**Materials provided**

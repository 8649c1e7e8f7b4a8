use clap::Parser;
use client::input;
use client::network::Client;
use client::peers::PeerEvent;
use log::info;
use tokio::sync::mpsc;
use tokio_util::sync::CancellationToken;

#[derive(Parser, Debug)]
#[command(author, version, about, long_about = None)]
struct Args {
    /// Server host to connect to
    #[arg(short = 'H', long, default_value = "127.0.0.1")]
    host: String,

    /// Server port
    #[arg(short, long, default_value = "8080")]
    port: u16,

    /// Print peer events as JSON lines
    #[arg(long)]
    json: bool,
}

fn print_event(event: &PeerEvent, json: bool) -> Result<(), serde_json::Error> {
    if json {
        println!("{}", serde_json::to_string(event)?);
        return Ok(());
    }

    match event {
        PeerEvent::Joined {
            player_id,
            position,
            is_self,
        } => {
            let who = if *is_self { " (you)" } else { "" };
            println!(
                "player {}{} joined at ({}, {})",
                player_id, who, position.x, position.y
            );
        }
        PeerEvent::Moved {
            player_id,
            position,
            ..
        } => println!("player {} at ({}, {})", player_id, position.x, position.y),
        PeerEvent::Left { player_id } => println!("player {} left", player_id),
    }
    Ok(())
}

#[tokio::main]
async fn main() -> Result<(), Box<dyn std::error::Error>> {
    env_logger::init();

    if std::env::var("RUST_LOG").is_err() {
        eprintln!("Set RUST_LOG=info for detailed logging");
    }

    let args = Args::parse();
    info!("Controls: w/a/s/d, h/j/k/l or up/down/left/right, q to quit");

    let client = Client::connect(&args.host, args.port).await?;

    let (key_tx, key_rx) = mpsc::channel(64);
    let (event_tx, mut event_rx) = mpsc::unbounded_channel();
    let cancel = CancellationToken::new();

    // Blocking stdin reads stay off the runtime so exit never waits on them.
    std::thread::Builder::new()
        .name("input".into())
        .spawn(move || input::forward_commands(std::io::stdin().lock(), key_tx))?;

    let json = args.json;
    let printer = tokio::spawn(async move {
        while let Some(event) = event_rx.recv().await {
            print_event(&event, json)?;
        }
        Ok::<(), serde_json::Error>(())
    });

    let mut session = tokio::spawn(client.run(key_rx, event_tx, cancel.clone()));
    let peers = tokio::select! {
        result = &mut session => result??,
        signal = tokio::signal::ctrl_c() => {
            signal?;
            info!("Received Ctrl+C, disconnecting...");
            cancel.cancel();
            session.await??
        }
    };

    printer.await??;
    info!("Session ended with {} player(s) on the board", peers.len());
    Ok(())
}
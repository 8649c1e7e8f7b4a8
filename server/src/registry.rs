//! Registry of live sessions and message fan-out
//!
//! One mutex guards both structural changes and iteration, and a broadcast
//! holds it for the whole fan-out. A session that is removed can therefore
//! never be written to by a broadcast that started after the removal, and
//! every session registered when a broadcast starts receives it.
//!
//! The cost is that a peer whose socket buffer is full stalls all other
//! broadcasts until its write completes or fails.

use crate::session::Session;
use log::{debug, warn};
use shared::Message;
use std::sync::{Arc, Mutex, MutexGuard, PoisonError};

#[derive(Debug, Default)]
pub struct Registry {
    sessions: Mutex<Vec<Arc<Session>>>,
}

impl Registry {
    pub fn new() -> Self {
        Self::default()
    }

    fn lock(&self) -> MutexGuard<'_, Vec<Arc<Session>>> {
        self.sessions.lock().unwrap_or_else(PoisonError::into_inner)
    }

    /// Appends a session. Returns false if a session with the same id is
    /// already registered.
    pub fn register(&self, session: Arc<Session>) -> bool {
        let mut sessions = self.lock();
        Self::insert(&mut sessions, session)
    }

    fn insert(sessions: &mut Vec<Arc<Session>>, session: Arc<Session>) -> bool {
        if sessions.iter().any(|s| s.id() == session.id()) {
            warn!("Player {} is already registered", session.id());
            return false;
        }
        sessions.push(session);
        true
    }

    /// Registers a newcomer and performs the initial state exchange under a
    /// single hold of the lock.
    ///
    /// The newcomer's position goes to every session, newcomer included, and
    /// then every other session's position goes to the newcomer. The first
    /// message a new player receives is therefore its own position.
    pub fn join(&self, session: Arc<Session>) -> bool {
        let mut sessions = self.lock();
        if !Self::insert(&mut sessions, Arc::clone(&session)) {
            return false;
        }

        let announcement = session.position_update();
        let delivered = sessions
            .iter()
            .filter(|target| deliver(target, &announcement))
            .count();

        for other in sessions.iter().filter(|s| s.id() != session.id()) {
            deliver(&session, &other.position_update());
        }

        debug!(
            "Player {} joined; announced to {} of {} sessions",
            session.id(),
            delivered,
            sessions.len()
        );
        true
    }

    /// Removes the session with `id`, handing ownership of its teardown to
    /// the caller.
    pub fn remove(&self, id: u32) -> Option<Arc<Session>> {
        let mut sessions = self.lock();
        let index = sessions.iter().position(|s| s.id() == id)?;
        Some(sessions.remove(index))
    }

    /// Sends a message built per target to every registered session except
    /// `exclude`. Returns how many sends succeeded.
    pub fn broadcast<F>(&self, exclude: Option<u32>, mut build: F) -> usize
    where
        F: FnMut(&Session) -> Message,
    {
        let sessions = self.lock();
        let mut delivered = 0;
        for target in sessions.iter() {
            if Some(target.id()) == exclude {
                continue;
            }
            let message = build(target.as_ref());
            if deliver(target, &message) {
                delivered += 1;
            }
        }
        delivered
    }

    /// Copies the current list of sessions and releases the lock.
    pub fn snapshot(&self) -> Vec<Arc<Session>> {
        self.lock().clone()
    }

    pub fn contains(&self, id: u32) -> bool {
        self.lock().iter().any(|s| s.id() == id)
    }

    /// Registered ids in insertion order.
    pub fn ids(&self) -> Vec<u32> {
        self.lock().iter().map(|s| s.id()).collect()
    }

    pub fn len(&self) -> usize {
        self.lock().len()
    }

    pub fn is_empty(&self) -> bool {
        self.lock().is_empty()
    }
}

fn deliver(target: &Session, message: &Message) -> bool {
    match target.send(message) {
        Ok(()) => true,
        Err(e) => {
            warn!("Failed to send {:?} to player {}: {}", message, target.id(), e);
            false
        }
    }
}
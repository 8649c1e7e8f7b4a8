//! Run flag and ordered teardown of all sessions
//!
//! Teardown never kills a thread. It flips the run flag, closes the read side
//! of every registered session so blocked receives return, and then joins
//! every handler. The registry lock is held only while copying the session
//! list, never across a join.

use crate::handler::ExitReason;
use crate::registry::Registry;
use log::{debug, error, info, warn};
use std::sync::atomic::{AtomicBool, Ordering};
use std::sync::Arc;
use std::thread::JoinHandle;

/// Shared view of the process-wide run flag.
#[derive(Debug, Clone)]
pub struct ShutdownHandle {
    running: Arc<AtomicBool>,
}

impl ShutdownHandle {
    pub fn new() -> Self {
        Self {
            running: Arc::new(AtomicBool::new(true)),
        }
    }

    pub fn is_running(&self) -> bool {
        self.running.load(Ordering::SeqCst)
    }

    /// Clears the run flag. Returns true only for the call that changed it.
    pub fn trigger(&self) -> bool {
        self.running.swap(false, Ordering::SeqCst)
    }
}

impl Default for ShutdownHandle {
    fn default() -> Self {
        Self::new()
    }
}

/// Outcome of a completed teardown.
#[derive(Debug, Clone, Default, PartialEq, Eq)]
pub struct TeardownReport {
    /// Sessions whose read side was closed.
    pub sessions_closed: usize,
    /// Handlers joined, whether they exited normally or not.
    pub handlers_joined: usize,
    /// Handlers that panicked.
    pub handlers_failed: usize,
}

/// Unblocks and joins every handler.
///
/// Must be called after the run flag is cleared and after the accept loop
/// has stopped spawning handlers.
pub fn teardown(registry: &Registry, handlers: Vec<JoinHandle<ExitReason>>) -> TeardownReport {
    let mut report = TeardownReport::default();

    let sessions = registry.snapshot();
    info!("Shutting down {} active session(s)", sessions.len());

    for session in &sessions {
        match session.shutdown_read() {
            Ok(()) => report.sessions_closed += 1,
            Err(e) => warn!(
                "Failed to half-close connection for player {}: {}",
                session.id(),
                e
            ),
        }
    }
    drop(sessions);

    for handle in handlers {
        let name = handle.thread().name().unwrap_or("session").to_string();
        match handle.join() {
            Ok(reason) => debug!("Handler {} exited: {:?}", name, reason),
            Err(_) => {
                error!("Handler {} panicked", name);
                report.handlers_failed += 1;
            }
        }
        report.handlers_joined += 1;
    }

    info!("All handlers joined ({} failed)", report.handlers_failed);
    report
}
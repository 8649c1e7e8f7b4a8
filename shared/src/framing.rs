//! Whole-message transfer over a blocking byte stream
//!
//! `send_message` writes the full encoded frame or fails; `recv_message`
//! yields a complete message, `None` when the peer closed cleanly between
//! messages, or an error. A partially received message is never returned.

use crate::codec::{payload_size, CodecError, Message, MAX_FRAME_SIZE};
use std::io::{self, ErrorKind, Read, Write};
use thiserror::Error;

#[derive(Debug, Error)]
pub enum FrameError {
    #[error("protocol error: {0}")]
    Protocol(#[from] CodecError),
    #[error("I/O error: {0}")]
    Io(#[from] io::Error),
    #[error("receive interrupted at a message boundary")]
    Interrupted,
}

impl FrameError {
    /// True when the peer went away in the middle of a frame.
    pub fn is_truncated_frame(&self) -> bool {
        matches!(self, FrameError::Io(e) if e.kind() == ErrorKind::UnexpectedEof)
    }
}

pub fn send_message<W: Write>(writer: &mut W, message: &Message) -> Result<(), FrameError> {
    writer.write_all(&message.encode())?;
    writer.flush()?;
    Ok(())
}

/// Reads exactly one message.
///
/// An interrupted read before the tag byte is reported as
/// [`FrameError::Interrupted`] so the caller can re-check its run state;
/// interruptions inside the payload are retried.
pub fn recv_message<R: Read>(reader: &mut R) -> Result<Option<Message>, FrameError> {
    let mut tag = [0u8; 1];
    match reader.read(&mut tag) {
        Ok(0) => return Ok(None),
        Ok(_) => {}
        Err(e) if e.kind() == ErrorKind::Interrupted => return Err(FrameError::Interrupted),
        Err(e) => return Err(FrameError::Io(e)),
    }

    let size = payload_size(tag[0])?;
    let mut buf = [0u8; MAX_FRAME_SIZE - 1];
    let payload = &mut buf[..size];
    reader.read_exact(payload)?;

    Ok(Some(Message::decode(tag[0], payload)?))
}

**Problem description**
Copy each line of the entries in which the string "AtomicBool" is found.

**The answer**
use std::sync::atomic::{AtomicBool, Ordering};
    running: Arc<AtomicBool>,
            running: Arc::new(AtomicBool::new(true)),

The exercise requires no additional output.